**ASSIGNED TASK:** Could you copy every line of the data that contains "input"?
++++++++
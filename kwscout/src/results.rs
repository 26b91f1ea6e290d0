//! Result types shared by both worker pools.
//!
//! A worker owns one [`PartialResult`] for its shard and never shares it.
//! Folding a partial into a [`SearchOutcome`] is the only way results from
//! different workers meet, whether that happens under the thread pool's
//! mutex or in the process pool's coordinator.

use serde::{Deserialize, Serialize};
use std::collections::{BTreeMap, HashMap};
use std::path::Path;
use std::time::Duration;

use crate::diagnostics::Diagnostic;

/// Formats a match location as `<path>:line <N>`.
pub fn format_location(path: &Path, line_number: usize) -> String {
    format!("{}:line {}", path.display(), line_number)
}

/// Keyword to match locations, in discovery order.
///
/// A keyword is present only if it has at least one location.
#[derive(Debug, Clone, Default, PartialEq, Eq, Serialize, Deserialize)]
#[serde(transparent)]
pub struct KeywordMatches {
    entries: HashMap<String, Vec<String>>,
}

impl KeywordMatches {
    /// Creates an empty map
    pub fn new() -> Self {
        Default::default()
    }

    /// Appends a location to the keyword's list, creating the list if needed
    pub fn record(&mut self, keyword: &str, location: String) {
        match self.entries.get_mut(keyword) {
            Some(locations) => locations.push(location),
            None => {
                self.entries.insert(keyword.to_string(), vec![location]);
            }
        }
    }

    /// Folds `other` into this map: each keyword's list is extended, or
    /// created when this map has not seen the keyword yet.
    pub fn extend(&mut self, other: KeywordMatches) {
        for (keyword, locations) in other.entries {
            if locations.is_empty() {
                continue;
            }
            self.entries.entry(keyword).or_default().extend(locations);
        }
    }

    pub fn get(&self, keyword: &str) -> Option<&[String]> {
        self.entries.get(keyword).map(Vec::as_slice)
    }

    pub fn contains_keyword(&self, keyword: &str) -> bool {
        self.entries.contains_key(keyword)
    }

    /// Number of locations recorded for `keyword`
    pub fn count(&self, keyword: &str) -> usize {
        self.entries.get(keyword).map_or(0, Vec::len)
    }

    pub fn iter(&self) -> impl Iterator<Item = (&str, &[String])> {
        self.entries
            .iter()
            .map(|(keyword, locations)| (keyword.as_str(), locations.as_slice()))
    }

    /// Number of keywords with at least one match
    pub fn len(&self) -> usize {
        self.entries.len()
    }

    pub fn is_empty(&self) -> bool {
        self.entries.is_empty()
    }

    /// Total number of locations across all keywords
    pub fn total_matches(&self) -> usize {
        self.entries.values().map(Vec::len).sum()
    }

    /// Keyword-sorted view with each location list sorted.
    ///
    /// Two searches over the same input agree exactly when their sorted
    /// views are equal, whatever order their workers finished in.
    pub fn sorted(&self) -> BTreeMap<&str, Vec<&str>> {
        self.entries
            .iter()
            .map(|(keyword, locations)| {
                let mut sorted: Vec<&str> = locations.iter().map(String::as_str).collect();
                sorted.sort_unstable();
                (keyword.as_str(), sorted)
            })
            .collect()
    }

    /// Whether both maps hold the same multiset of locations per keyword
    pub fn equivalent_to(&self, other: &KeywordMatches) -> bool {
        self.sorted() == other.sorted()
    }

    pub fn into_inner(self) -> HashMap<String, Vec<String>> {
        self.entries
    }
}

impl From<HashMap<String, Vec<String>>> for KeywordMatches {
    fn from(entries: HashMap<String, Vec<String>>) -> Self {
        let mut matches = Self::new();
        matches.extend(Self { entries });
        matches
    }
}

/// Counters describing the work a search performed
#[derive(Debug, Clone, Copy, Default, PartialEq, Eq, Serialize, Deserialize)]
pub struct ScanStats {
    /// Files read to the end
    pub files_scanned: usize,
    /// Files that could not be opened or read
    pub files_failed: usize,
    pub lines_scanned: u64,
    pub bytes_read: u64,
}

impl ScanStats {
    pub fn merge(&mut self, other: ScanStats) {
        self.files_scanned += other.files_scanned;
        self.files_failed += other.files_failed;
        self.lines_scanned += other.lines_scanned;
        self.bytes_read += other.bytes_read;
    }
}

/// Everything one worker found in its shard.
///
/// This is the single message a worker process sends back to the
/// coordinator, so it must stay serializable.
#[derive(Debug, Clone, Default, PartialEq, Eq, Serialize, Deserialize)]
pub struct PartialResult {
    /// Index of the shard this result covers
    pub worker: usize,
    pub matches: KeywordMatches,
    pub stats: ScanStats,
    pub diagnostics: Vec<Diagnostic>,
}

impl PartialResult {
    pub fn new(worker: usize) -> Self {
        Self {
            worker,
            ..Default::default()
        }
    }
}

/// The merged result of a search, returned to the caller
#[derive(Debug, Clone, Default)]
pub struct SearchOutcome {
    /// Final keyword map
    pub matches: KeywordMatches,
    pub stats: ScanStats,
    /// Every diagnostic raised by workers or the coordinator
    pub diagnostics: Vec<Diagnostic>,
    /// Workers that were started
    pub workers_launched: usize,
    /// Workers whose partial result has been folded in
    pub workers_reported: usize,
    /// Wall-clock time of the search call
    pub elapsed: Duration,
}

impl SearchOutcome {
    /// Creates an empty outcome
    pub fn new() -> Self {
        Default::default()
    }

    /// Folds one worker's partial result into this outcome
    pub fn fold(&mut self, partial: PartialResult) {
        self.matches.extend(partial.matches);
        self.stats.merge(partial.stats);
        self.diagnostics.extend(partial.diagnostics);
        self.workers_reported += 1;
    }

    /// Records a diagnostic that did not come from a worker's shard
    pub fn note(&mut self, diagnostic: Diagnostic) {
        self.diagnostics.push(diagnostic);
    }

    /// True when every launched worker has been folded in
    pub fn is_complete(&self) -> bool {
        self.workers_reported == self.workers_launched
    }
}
++++++++
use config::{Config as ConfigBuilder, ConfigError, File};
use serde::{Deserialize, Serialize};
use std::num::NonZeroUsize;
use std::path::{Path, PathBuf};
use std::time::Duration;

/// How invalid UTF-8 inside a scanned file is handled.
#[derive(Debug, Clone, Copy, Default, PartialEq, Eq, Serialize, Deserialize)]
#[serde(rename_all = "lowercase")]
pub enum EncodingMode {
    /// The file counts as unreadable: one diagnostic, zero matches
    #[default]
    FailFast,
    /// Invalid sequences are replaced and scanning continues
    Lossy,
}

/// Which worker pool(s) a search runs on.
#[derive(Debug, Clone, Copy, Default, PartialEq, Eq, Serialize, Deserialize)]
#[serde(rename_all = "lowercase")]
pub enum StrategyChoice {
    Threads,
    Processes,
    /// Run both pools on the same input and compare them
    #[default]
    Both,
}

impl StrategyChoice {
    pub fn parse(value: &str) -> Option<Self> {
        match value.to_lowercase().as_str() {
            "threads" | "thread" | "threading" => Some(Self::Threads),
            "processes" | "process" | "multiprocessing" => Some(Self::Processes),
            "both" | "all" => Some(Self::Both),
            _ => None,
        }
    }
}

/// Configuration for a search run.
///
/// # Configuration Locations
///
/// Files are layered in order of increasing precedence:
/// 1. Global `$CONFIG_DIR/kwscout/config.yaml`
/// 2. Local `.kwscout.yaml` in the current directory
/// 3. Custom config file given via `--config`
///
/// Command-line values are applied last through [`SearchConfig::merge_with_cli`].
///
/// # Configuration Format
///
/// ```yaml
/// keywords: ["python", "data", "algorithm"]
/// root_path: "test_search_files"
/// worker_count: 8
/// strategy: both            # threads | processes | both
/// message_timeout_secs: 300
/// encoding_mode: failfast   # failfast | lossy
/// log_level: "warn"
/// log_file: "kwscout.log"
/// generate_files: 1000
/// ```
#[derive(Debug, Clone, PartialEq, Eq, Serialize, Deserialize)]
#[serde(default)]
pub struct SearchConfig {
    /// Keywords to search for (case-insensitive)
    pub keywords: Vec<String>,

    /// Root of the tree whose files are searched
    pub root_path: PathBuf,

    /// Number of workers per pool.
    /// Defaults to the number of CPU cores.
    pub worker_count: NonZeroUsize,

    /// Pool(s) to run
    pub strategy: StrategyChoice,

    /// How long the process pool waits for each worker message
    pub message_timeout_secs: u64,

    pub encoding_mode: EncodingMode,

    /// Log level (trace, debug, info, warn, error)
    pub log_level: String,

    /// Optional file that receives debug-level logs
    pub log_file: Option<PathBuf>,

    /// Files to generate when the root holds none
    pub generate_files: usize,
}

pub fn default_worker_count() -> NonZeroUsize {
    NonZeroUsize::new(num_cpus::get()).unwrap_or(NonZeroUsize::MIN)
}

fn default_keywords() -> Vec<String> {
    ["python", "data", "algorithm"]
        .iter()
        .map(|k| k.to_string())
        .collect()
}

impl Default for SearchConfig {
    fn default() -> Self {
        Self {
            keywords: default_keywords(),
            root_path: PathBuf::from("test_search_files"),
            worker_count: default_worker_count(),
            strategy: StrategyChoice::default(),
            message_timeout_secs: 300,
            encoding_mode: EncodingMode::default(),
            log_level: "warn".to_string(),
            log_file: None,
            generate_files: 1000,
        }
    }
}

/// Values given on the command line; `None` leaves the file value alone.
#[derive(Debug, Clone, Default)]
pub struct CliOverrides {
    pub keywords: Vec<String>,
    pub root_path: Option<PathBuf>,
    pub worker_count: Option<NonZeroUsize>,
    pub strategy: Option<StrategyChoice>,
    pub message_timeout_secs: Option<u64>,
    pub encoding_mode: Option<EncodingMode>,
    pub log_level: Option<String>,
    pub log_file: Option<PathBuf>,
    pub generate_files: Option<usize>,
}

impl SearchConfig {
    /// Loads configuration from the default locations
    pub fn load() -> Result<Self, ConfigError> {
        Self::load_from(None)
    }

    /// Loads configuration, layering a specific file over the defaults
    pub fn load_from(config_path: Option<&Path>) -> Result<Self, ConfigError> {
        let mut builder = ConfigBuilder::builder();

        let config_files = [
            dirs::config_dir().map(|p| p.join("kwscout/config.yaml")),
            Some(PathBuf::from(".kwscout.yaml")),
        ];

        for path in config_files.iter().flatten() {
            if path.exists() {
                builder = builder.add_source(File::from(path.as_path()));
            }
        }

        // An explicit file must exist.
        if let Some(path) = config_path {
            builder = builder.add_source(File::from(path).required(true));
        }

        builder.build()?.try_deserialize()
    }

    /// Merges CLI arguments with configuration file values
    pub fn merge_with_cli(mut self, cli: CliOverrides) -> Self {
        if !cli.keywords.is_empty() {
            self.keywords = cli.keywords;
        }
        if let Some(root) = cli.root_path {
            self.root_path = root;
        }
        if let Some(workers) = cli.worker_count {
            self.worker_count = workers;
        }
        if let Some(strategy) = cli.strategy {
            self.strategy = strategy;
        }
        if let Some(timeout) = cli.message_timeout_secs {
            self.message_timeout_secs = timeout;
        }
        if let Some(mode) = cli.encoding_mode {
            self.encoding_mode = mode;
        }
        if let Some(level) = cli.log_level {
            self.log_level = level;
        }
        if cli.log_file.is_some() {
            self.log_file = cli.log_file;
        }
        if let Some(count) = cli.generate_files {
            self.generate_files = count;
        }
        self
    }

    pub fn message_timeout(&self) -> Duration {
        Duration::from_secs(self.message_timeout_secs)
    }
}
++++++++
**ANSWER AREA:**
    /// Two searches over the same input agree exactly when their sorted
    /// Run both pools on the same input and compare them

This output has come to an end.